7.13 The Occupation Recalibration
I was pretty harsh on The Big Bang Theory last week. I’m happy to say this week’s outing was much stronger and seems to be moving the show out of the cycle it appeared to have got stuck in last episode – with one glaring exception that may or may not be resolved in the weeks to come.
The two B plots of this episode (it’s hard to say which was more slight) were structured according to the successful formula the show has adopted for much of this season – one old and generally fruitful pairing (Howard and Raj, with the addition of Amy) and one fresh, new pairing. Bernadette and Stuart is a great idea, purely on the basis that this particular combination of characters is so new there’s scope for new jokes and new stories. The specific plot they’re given is very thin, and not especially hilarious, but it’s amusing enough (especially the disconnect between Bernadette’s angry tone and her words in her final scene, something Melissa Rauch always does well) and it’s rather heart-warming to see her stand up for poor Stuart. Amy, meanwhile, gets to be the desired person with a boyfriend and a social life rejecting someone she feels sorry for, placing her in the opposite position to the one she occupied during her early seasons with Penny and Bernadette, so that’s satisfying, if not especially hilarious either.
It’s nice to see Amy and Bernadette firmly cement their places among the cast as well. Although they’ve both been regulars for some time, it was only in the first episode of this season that they had their first plot with each other, i.e. without an original cast member, so to see Amy share a story with Raj and Howard (and even take Sheldon’s place at the lunch table) and Bernadette share a plot with the ever under-used Stuart demonstrates a confidence in these characters and their place in the show’s world that’s good to see.
The big story in this episode, though, is Penny, Leonard and Sheldon. Penny and Leonard’s fight from the previous episode is resolved astoundingly quickly. It seems Leonard’s hesitation was, in fact, purely down to Penny’s intoxicated state so with that in mind, it’s actually quite refreshing to see a sitcom character behave in a reasonable and mature manner – Penny fully understands why Leonard didn’t want to accept her proposal in the state she was in. The only problem with this very sensible conversation is that it has little drama to it and what was built up to be a major dramatic issue in the previous episode, as so often happens in this show, turns out to be almost nothing. If you’re not going to do anything with it, why bother with a cliff-hanger?
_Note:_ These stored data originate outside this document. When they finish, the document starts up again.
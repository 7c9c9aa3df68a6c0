//! Header-keyed CSV tokenizer.
//!
//! Turns an uploaded file into one [`RawRow`] per data line, keyed by the
//! header names. The tokenizer is deliberately lenient: short rows simply
//! lack the missing columns, surplus cells are ignored, and blank lines are
//! skipped. Only undecodable input is reported as an error.

use std::collections::HashMap;
use std::io::Cursor;

use csv::{ReaderBuilder, Trim};
use tracing::debug;

use crate::error::AppError;

/// UTF-8 BOM bytes.
const UTF8_BOM: &[u8] = &[0xEF, 0xBB, 0xBF];

/// One tokenized CSV line: column name to cell value.
pub type RawRow = HashMap<String, String>;

/// Splits a CSV file into header-keyed rows.
///
/// Implementations must be usable from any task once loaded.
pub trait Tokenizer: Send + Sync {
    /// Tokenizes the whole file.
    ///
    /// # Errors
    ///
    /// Returns `AppError::CsvInvalid` when the file cannot be decoded.
    fn tokenize(&self, data: &[u8]) -> Result<Vec<RawRow>, AppError>;
}

/// [`Tokenizer`] backed by the `csv` crate.
///
/// The first record is the header row and lines whose cells are all empty
/// are skipped.
#[derive(Debug, Clone, Copy, Default)]
pub struct CsvTokenizer;

impl Tokenizer for CsvTokenizer {
    fn tokenize(&self, data: &[u8]) -> Result<Vec<RawRow>, AppError> {
        let data = data.strip_prefix(UTF8_BOM).unwrap_or(data);

        let mut reader = ReaderBuilder::new()
            .has_headers(false)
            .flexible(true)
            .trim(Trim::None)
            .from_reader(Cursor::new(data));

        let mut records = reader.records();

        let columns: Vec<String> = match records.next() {
            Some(header) => header
                .map_err(|e| AppError::CsvInvalid(e.to_string()))?
                .iter()
                .map(|h| h.trim().to_string())
                .collect(),
            None => return Ok(Vec::new()),
        };

        let mut rows = Vec::new();
        for result in records {
            let record = result.map_err(|e| AppError::CsvInvalid(e.to_string()))?;

            if record.iter().all(str::is_empty) {
                continue;
            }

            rows.push(to_row(&columns, &record));
        }

        debug!("[CSV] Tokenized {} data rows, {} columns", rows.len(), columns.len());
        Ok(rows)
    }
}

/// Pairs cells with column names. The first occurrence of a duplicated
/// column name wins.
pub(crate) fn to_row(columns: &[String], record: &csv::StringRecord) -> RawRow {
    let mut row = RawRow::with_capacity(columns.len());
    for (name, value) in columns.iter().zip(record.iter()) {
        row.entry(name.clone()).or_insert_with(|| value.to_string());
    }
    row
}

#[cfg(test)]
mod tests {
    use super::*;

    fn tokenize(data: &[u8]) -> Result<Vec<RawRow>, AppError> {
        CsvTokenizer.tokenize(data)
    }

    #[test]
    fn rows_are_keyed_by_header() {
        let rows = tokenize(b"Capacidad,Numero_fabricacion\n100,SN-1\n50,SN-2\n").unwrap();

        assert_eq!(rows.len(), 2);
        assert_eq!(rows[0]["Capacidad"], "100");
        assert_eq!(rows[0]["Numero_fabricacion"], "SN-1");
        assert_eq!(rows[1]["Capacidad"], "50");
    }

    #[test]
    fn empty_lines_are_skipped() {
        let rows = tokenize(b"Capacidad\n100\n\n\n50\n").unwrap();

        assert_eq!(rows.len(), 2);
    }

    #[test]
    fn header_only_file_has_no_rows() {
        let rows = tokenize(b"Capacidad,Numero_fabricacion\n").unwrap();
        assert!(rows.is_empty());
    }

    #[test]
    fn zero_byte_file_has_no_rows() {
        let rows = tokenize(b"").unwrap();
        assert!(rows.is_empty());
    }

    #[test]
    fn bom_is_stripped_from_first_header() {
        let mut content = Vec::new();
        content.extend_from_slice(UTF8_BOM);
        content.extend_from_slice(b"Capacidad\n75\n");

        let rows = tokenize(&content).unwrap();

        assert_eq!(rows[0]["Capacidad"], "75");
    }

    #[test]
    fn header_names_are_trimmed() {
        let rows = tokenize(b" Capacidad , Numero_fabricacion\n10,A\n").unwrap();

        assert_eq!(rows[0]["Capacidad"], "10");
        assert_eq!(rows[0]["Numero_fabricacion"], "A");
    }

    #[test]
    fn short_rows_lack_missing_columns() {
        let rows = tokenize(b"Numero_fabricacion,Capacidad\nSN-9\n").unwrap();

        assert_eq!(rows[0]["Numero_fabricacion"], "SN-9");
        assert!(!rows[0].contains_key("Capacidad"));
    }

    #[test]
    fn surplus_cells_are_ignored() {
        let rows = tokenize(b"Capacidad\n10,extra,more\n").unwrap();

        assert_eq!(rows[0].len(), 1);
        assert_eq!(rows[0]["Capacidad"], "10");
    }

    #[test]
    fn quoted_cells_keep_commas_and_newlines() {
        let rows = tokenize(b"Capacidad,Notas\n\"1,000\",\"line1\nline2\"\n").unwrap();

        assert_eq!(rows[0]["Capacidad"], "1,000");
        assert_eq!(rows[0]["Notas"], "line1\nline2");
    }

    #[test]
    fn invalid_utf8_is_a_parse_error() {
        let result = tokenize(b"Capacidad\n\xff\xfe\n");

        assert!(matches!(result, Err(AppError::CsvInvalid(_))));
    }

    #[test]
    fn duplicate_header_keeps_first_value() {
        let rows = tokenize(b"Capacidad,Capacidad\n10,20\n").unwrap();

        assert_eq!(rows[0]["Capacidad"], "10");
    }
}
Thankfully, all of last episode’s drama hasn’t entirely come to nothing, as Penny has taken something from her experiences and has decided to quit her job at the Cheesecake Factory. We’ve yet to see where this will lead for her, but hopefully it will open up a whole new bag of stories involving her acting career, and save the series from the repetitive state it was threatening to fall into. After watching this character struggle and get nowhere for so long, it would be wonderful if this were the start of something really exciting for Penny.
Leonard, too, has learned and is trying to be more supportive, but he accidentally lets slip what he really thinks, leading to (another) confrontation about their future. And here’s where the series leaves us hanging once again. Yet again Leonard and Penny talk about their future and what it might hold, but make no actual decisions. The scene is saved by Sheldon assuming they’re all in some kind of co-dependent relationship and that he’ll be living with them forever, which is genuinely funny. It’s hard to accept yet another argument on this subject with no resolution though. As Sheldon cries out in frustration, ‘What is going on with you two? Are you ever going to get married?’ the audience is right there with him.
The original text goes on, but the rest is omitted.